7. my first mother's day

April 12, 2013
Yesterday, May 12, 2013 was my first Mother's Day as a momma. It was not the 'first' Mother's Day that I had always pictured, nor was it as I had planned. There was something missing...my baby boy. I didn't get to celebrate my first Mother's Day as most mommas do. My arms didn't get to hold and cuddle my sweet son. I didn't get to capture the day with a 'Mother's Day picture.' I didn't get to take him to church with me and pass him around for everyone to love on. And he didn't come to lunch with our family as we celebrated his Mima and his Momma.

Yesterday was one of the hardest days I have experienced since we lost our little boy. Not only was it Mother's Day, but it marked one month since his birthday and the day of his death. It marked one month of not having him in our arms. It marked one month of not feeling his tiny little feet kick around inside of me. It marked one month of not hearing that treasured sound of his strong heart beating. It marked one month of the most joyous day and the most heart-breaking day we have ever experienced.

As I was in church yesterday, worshiping God and praising Him for the precious life He blessed us with, I couldn't help but smile as I thought about our sweet Judah Blaze. For him, yesterday marked one month of being in the presence of his Creator. Oh, how glorious his day must have been!

Yesterday didn't go as had pictured it would when we found out we were expecting our first baby, but it went exactly as God had planned it. In fact, before I was even conceived, God planned and purposed that I would be born to amazing Christian parents, grow up in small town in Pennsylvania as a pastor's daughter, head off to a large university, meet an incredibly good looking and godly man, fall head-over-heals in love, get married, and have my first little boy at 21 weeks and 5 days, live for 1 hour and 41 minutes, and then leave this world as I held him in my arms. God orchestrated every single detail of this! It's hard to fathom that with the billions of people in this word, God predestined this plan and caused all of it to happen perfectly according to His will  for my life, but He did. 

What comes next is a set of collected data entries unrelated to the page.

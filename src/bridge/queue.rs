//! FIFO admission with a single in-flight holder.

use std::collections::VecDeque;
use std::sync::{Arc, Mutex};

use tokio::sync::oneshot;

#[derive(Default)]
struct QueueState {
    running: bool,
    waiters: VecDeque<oneshot::Sender<()>>,
}

/// Serializes operations in arrival order.
///
/// `enqueue` resolves when the caller is at the head; the returned
/// [`QueueSlot`] hands over to the next waiter when released or dropped.
#[derive(Clone, Default)]
pub struct SerialQueue {
    state: Arc<Mutex<QueueState>>,
}

impl SerialQueue {
    pub fn new() -> Self {
        Self::default()
    }

    /// Wait for our turn.
    pub async fn enqueue(&self) -> QueueSlot {
        let rx = {
            let mut state = self.lock();
            if !state.running {
                state.running = true;
                return QueueSlot::new(self.clone());
            }
            let (tx, rx) = oneshot::channel();
            state.waiters.push_back(tx);
            rx
        };

        let mut waiting = Waiting {
            rx,
            queue: self.clone(),
            admitted: false,
        };
        // The sender is only dropped by a handover that already made us the
        // holder, so either outcome means it is our turn.
        let _ = (&mut waiting.rx).await;
        waiting.admitted = true;
        QueueSlot::new(self.clone())
    }

    /// Number of callers waiting behind the current holder.
    pub fn size(&self) -> usize {
        self.lock().waiters.len()
    }

    pub fn is_running(&self) -> bool {
        self.lock().running
    }

    /// Hand the slot to the next live waiter, or go idle.
    fn advance(&self) {
        let mut state = self.lock();
        while let Some(waiter) = state.waiters.pop_front() {
            if waiter.send(()).is_ok() {
                return;
            }
            // Waiter gave up before its turn.
        }
        state.running = false;
    }

    fn lock(&self) -> std::sync::MutexGuard<'_, QueueState> {
        self.state.lock().unwrap_or_else(|e| e.into_inner())
    }
}

/// A waiter whose `enqueue` future may be dropped before it is admitted.
struct Waiting {
    rx: oneshot::Receiver<()>,
    queue: SerialQueue,
    admitted: bool,
}

impl Drop for Waiting {
    fn drop(&mut self) {
        if self.admitted {
            return;
        }
        // Close first so a later handover skips us.
        self.rx.close();
        if self.rx.try_recv().is_ok() {
            // The turn arrived but nobody will take it.
            self.queue.advance();
        }
    }
}

/// Proof of holding the queue. Releases exactly once.
pub struct QueueSlot {
    queue: Option<SerialQueue>,
}

impl QueueSlot {
    fn new(queue: SerialQueue) -> Self {
        Self { queue: Some(queue) }
    }

    pub fn release(mut self) {
        self.release_inner();
    }

    fn release_inner(&mut self) {
        if let Some(queue) = self.queue.take() {
            queue.advance();
        }
    }
}

impl Drop for QueueSlot {
    fn drop(&mut self) {
        self.release_inner();
    }
}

As I reflect back over the the past month of our lives and even my pregnancy with Judah, I find such comfort in why God purposed for this to happen to us. It's all for His glory and our good! God is glorified in our good days and in our bad days. He is glorified in our rejoicing and He is glorified in our pain. Our faith and trust in Him has grown with leaps and bounds in the past month. God is constantly using this to conform us to the image of Christ. We have had the opportunity to share our testimony of God's grace and mercy in our lives with so many people that we would never have come in contact with if we had lost our precious son. Through Judah's story, God's grace has been shared with people from California to New Hampshire (and that's just that we are aware of). And to think that it has only been one month. 

One month ago yesterday, we were given a gift from the Lord that forever changed us. What an honor to be the recipient of such a gift from our Creator! What an honor to be given a son whose short life and death brings more honor and glory to God than a life of 100 years on this earth ever could have! God chose us to be Judah's parents before the foundations of the world and for that, we are blessed, humbled, and forever grateful! 


Clinging to this hope today:

 Romans 8:26-30

"Likewise the Spirit helps us in our weakness. For we do not know what to pray for as we ought, but the Spirit himself intercedes for us with groanings too deep for words. And he who searches hearts knows what is the mind of the Spirit, because the Spirit intercedes for the saints according to the will of God. And we know that for those who love God all things work together for good, for those who are called according to his purpose. For those whom he foreknew, he also predestined, to be conformed to the image of his Son, in order that he might be the firstborn among many brothers. And those whom he predestined he also called, and those whom he called, he also justified, and those whom he justified, he also glorified."